Après leur passage à Trois-Rivières les 13 et 14 octobre 1890, Le Trifluvien note le 15 octobre : «Les Marionnettes de Schwiegerling sont épatantes de naturel et d’agilité. Elles ont enthousiasmé tout le monde. Qu’il nous suffise de dire que des hommes de tout âge, des gens sérieux, paraissaient les voir avec autant d’intérêt que les enfants.»
Sur internet, on dit que Schwiegerling était «l’un des montreurs de marionnettes les plus connus de l’Allemagne». François Amy de la Bretèque, dans un article qui a pour titre «Le théâtre des marionnettes, forme modélisante méconnue du cinéma des premiers temps», cite un Allemand du nom de Walter Benjamin ayant vue à Berlin en 1918 un spectacle de Schwiegerling, «dont la description, aujourd’hui, fait immanquablement penser aux films de Méliès […] : personnage enlevé dans les airs par un ballon, orgue de Barbarie qui se replie en laissant s’échapper des colombes qui s’envolent, clown qui sort de sa manche un autre clown plus petit et ainsi de suite une douzaine de fois, et même une décollation publique qui n’est pas sans faire penser aux (truquées) exécutions capitales filmées par Edison».

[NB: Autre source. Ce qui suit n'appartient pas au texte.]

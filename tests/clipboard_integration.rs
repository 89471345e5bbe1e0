//! ClipEgg dispatcher integration tests
//!
//! Drives copy and paste through a small element tree standing in for a host
//! application's UI.

use std::collections::BTreeMap;
use std::sync::{Arc, Mutex};

use clipegg::clipboard::{locate, read_bundle, write_bundle, ClipEgg, CopyEvent, EggFields, PasteEvent};
use clipegg::clipegg_core::{MIME_EGG, MIME_HTML, MIME_PLAIN, MIME_URI_LIST};
use clipegg::{encode, Egg, EggOptions, FormatLookup, MemoryClipboard};
use tempfile::TempDir;

/// A UI element with a tag, attributes and an optional parent
#[derive(Debug)]
struct Element {
    tag: String,
    attrs: BTreeMap<String, String>,
    parent: Option<Box<Element>>,
}

impl Element {
    fn new(tag: &str) -> Self {
        Self {
            tag: tag.to_string(),
            attrs: BTreeMap::new(),
            parent: None,
        }
    }

    fn attr(mut self, name: &str, value: &str) -> Self {
        self.attrs.insert(name.to_string(), value.to_string());
        self
    }

    fn inside(mut self, parent: Element) -> Self {
        self.parent = Some(Box::new(parent));
        self
    }

    fn get(&self, name: &str) -> Option<&str> {
        self.attrs.get(name).map(String::as_str)
    }

    /// Nearest ancestor-or-self with the given tag
    fn closest(&self, tag: &str) -> Option<&Element> {
        let mut current = Some(self);
        while let Some(el) = current {
            if el.tag == tag {
                return Some(el);
            }
            current = el.parent.as_deref();
        }
        None
    }
}

/// A span of text inside a project card
fn text_in_card() -> Element {
    let card = Element::new("card")
        .attr("href", "https://example.com/projects/42")
        .attr("title", "Project 42")
        .attr("thumb", "https://example.com/thumbs/42.png")
        .inside(Element::new("body"));
    Element::new("span").inside(card)
}

fn card_dispatcher() -> ClipEgg<Element> {
    let mut clipegg: ClipEgg<Element> = ClipEgg::new();
    clipegg
        .register(locate(|el: &Element| el.closest("card")), |card: &Element| {
            EggFields::new(card.get("href").unwrap(), card.get("title").unwrap()).with_options(
                EggOptions::new()
                    .with_type("project")
                    .with_thumb(card.get("thumb").unwrap()),
            )
        })
        .activate();
    clipegg
}

fn recording_handler(clipegg: &mut ClipEgg<Element>) -> Arc<Mutex<Vec<Egg>>> {
    let seen = Arc::new(Mutex::new(Vec::new()));
    let sink = Arc::clone(&seen);
    clipegg.on_paste(move |egg: &Egg, _| sink.lock().unwrap().push(egg.clone()));
    seen
}

#[test]
fn test_copy_then_paste_between_instances() {
    let source_app = card_dispatcher();
    let mut target_app: ClipEgg<Element> = ClipEgg::new();
    let seen = recording_handler(&mut target_app);
    target_app.activate();

    let selection = text_in_card();
    let mut clipboard = MemoryClipboard::new();
    let mut copy = CopyEvent::new(Some(&selection), &mut clipboard);
    let copied = source_app.handle_copy(&mut copy).unwrap();
    assert!(copy.default_prevented());

    assert_eq!(copied.uri, "https://example.com/projects/42");
    assert_eq!(copied.kind, "project");
    assert_eq!(clipboard.write_count(), 4);
    assert_eq!(clipboard.get_data(MIME_URI_LIST), Some("https://example.com/projects/42"));
    assert_eq!(
        clipboard.get_data(MIME_PLAIN),
        Some("Project 42\nhttps://example.com/projects/42")
    );
    assert!(clipboard.get_data(MIME_HTML).unwrap().contains("<img src=\"https://example.com/thumbs/42.png\""));

    let mut paste = PasteEvent::new(&clipboard);
    let pasted = target_app.handle_paste(&mut paste).unwrap();
    assert!(paste.default_prevented());
    assert_eq!(pasted, copied);
    assert_eq!(*seen.lock().unwrap(), vec![copied]);
}

#[test]
fn test_first_matching_rule_wins() {
    let mut clipegg = card_dispatcher();
    clipegg.register(
        |_: &Element| true,
        |_: &Element| EggFields::new("https://example.com/anything", "Anything"),
    );

    let selection = text_in_card();
    let mut clipboard = MemoryClipboard::new();
    let egg = clipegg
        .handle_copy(&mut CopyEvent::new(Some(&selection), &mut clipboard))
        .unwrap();
    assert_eq!(egg.label, "Project 42");

    let outside = Element::new("span").inside(Element::new("body"));
    let mut clipboard = MemoryClipboard::new();
    let egg = clipegg
        .handle_copy(&mut CopyEvent::new(Some(&outside), &mut clipboard))
        .unwrap();
    assert_eq!(egg.label, "Anything");
    assert_eq!(egg.kind, "unknown");
}

#[test]
fn test_unmatched_copy_is_untouched() {
    let clipegg = card_dispatcher();

    let outside = Element::new("span").inside(Element::new("body"));
    let mut clipboard = MemoryClipboard::new();
    let mut copy = CopyEvent::new(Some(&outside), &mut clipboard);
    assert!(clipegg.handle_copy(&mut copy).is_none());
    assert!(!copy.default_prevented());
    assert!(clipboard.is_empty());

    let mut clipboard = MemoryClipboard::new();
    let mut copy = CopyEvent::<Element>::new(None, &mut clipboard);
    assert!(clipegg.handle_copy(&mut copy).is_none());
    assert!(!copy.default_prevented());
    assert_eq!(clipboard.write_count(), 0);
}

#[test]
fn test_deactivated_instance_ignores_events() {
    let mut clipegg = card_dispatcher();
    let seen = recording_handler(&mut clipegg);
    clipegg.deactivate();
    assert!(!clipegg.is_active());

    let selection = text_in_card();
    let mut clipboard = MemoryClipboard::new();
    let mut copy = CopyEvent::new(Some(&selection), &mut clipboard);
    assert!(clipegg.handle_copy(&mut copy).is_none());
    assert!(!copy.default_prevented());
    assert!(clipboard.is_empty());

    let bundle = encode(&Egg::new("https://x", "X", EggOptions::new()));
    let mut paste = PasteEvent::new(&bundle);
    assert!(clipegg.handle_paste(&mut paste).is_none());
    assert!(!paste.default_prevented());
    assert!(seen.lock().unwrap().is_empty());
}

#[test]
fn test_paste_from_plain_uri_clipboard() {
    let mut clipegg: ClipEgg<Element> = ClipEgg::new();
    let seen = recording_handler(&mut clipegg);
    clipegg.activate();

    let clipboard = MemoryClipboard::new()
        .with_data(MIME_URI_LIST, "  https://example.com/page \n")
        .with_data(MIME_PLAIN, "A page\nhttps://example.com/page");
    let mut paste = PasteEvent::new(&clipboard);
    let egg = clipegg.handle_paste(&mut paste).unwrap();

    assert!(paste.default_prevented());
    assert_eq!(egg.uri, "https://example.com/page");
    assert_eq!(egg.label, "A page");
    assert!(egg.is_uri_fallback());
    assert_eq!(seen.lock().unwrap().len(), 1);
}

#[test]
fn test_malformed_payload_is_not_an_egg() {
    let mut clipegg: ClipEgg<Element> = ClipEgg::new();
    let seen = recording_handler(&mut clipegg);
    clipegg.activate();

    let clipboard = MemoryClipboard::new()
        .with_data(MIME_EGG, "{\"v\":1,\"uri\":")
        .with_data(MIME_URI_LIST, "https://example.com/page");
    let mut paste = PasteEvent::new(&clipboard);

    assert!(clipegg.handle_paste(&mut paste).is_none());
    assert!(!paste.default_prevented());
    assert!(seen.lock().unwrap().is_empty());
}

#[test]
fn test_paste_without_handlers_keeps_default() {
    let clipegg = card_dispatcher();
    let bundle = encode(&Egg::new("https://x", "X", EggOptions::new()));

    let mut paste = PasteEvent::new(&bundle);
    let egg = clipegg.handle_paste(&mut paste).unwrap();
    assert_eq!(egg.uri, "https://x");
    assert!(!paste.default_prevented());
}

#[test]
fn test_copy_through_bundle_file() {
    let clipegg = card_dispatcher();
    let selection = text_in_card();
    let mut clipboard = MemoryClipboard::new();
    let copied = clipegg
        .handle_copy(&mut CopyEvent::new(Some(&selection), &mut clipboard))
        .unwrap();

    let dir = TempDir::new().unwrap();
    let path = dir.path().join("bundle.json");
    write_bundle(&encode(&copied), std::fs::File::create(&path).unwrap(), true).unwrap();

    let restored = read_bundle(&path, 1024 * 1024).unwrap();
    assert_eq!(restored.into_map(), clipboard.into_map());

    let restored = read_bundle(&path, 1024 * 1024).unwrap();
    let mut paste = PasteEvent::new(&restored);
    assert_eq!(clipegg.handle_paste(&mut paste), Some(copied));
}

Allant plus avant, toujours sur internet, on voit que le «Professeur Schwiegerling» se produit en Californie avec son «Théâtre Foutouche», proposant 106 «life-like marionettes». La publicité dans le Los Angeles Herald du 23 août 1888 y va de ces mots : «These figures are marvels of mechanical skill and elegantly costumed, together with gorgeous scenery, brilliant tableaux and transformations, introducing Pantomimes, Ballets, and other miniature plays.»
La grande histoire du spectacle au Québec est à faire.
L’illustration vient d’un ami qui tient boutique à Québec et offrait en vente ce jeu de sept marionnettes à fils.
Tiens! Un fait historique sur la présence de la marionnette au Québec dont je ne connaissais pas l’existence. Merci Jean. Sur la toile, il y a même un lien avec Faust, qui aurait été monté par cette même compagnie. J’ai même trouvé un site où on établit une correspondance entre la facture particulière (mécaniques merveilleuses) cette même troupe et les folles mécaniques du cinéaste Georges Méliès., sujet de notre prochain spectacle! Je jubile…J’aurais bien aimé trouver des images…
J’étais si heureux, cher Pierre, de tomber sur cette visite de marionnettistes. J’aurais tant aimé voir ce spectacle, qui semblait d’une grande beauté.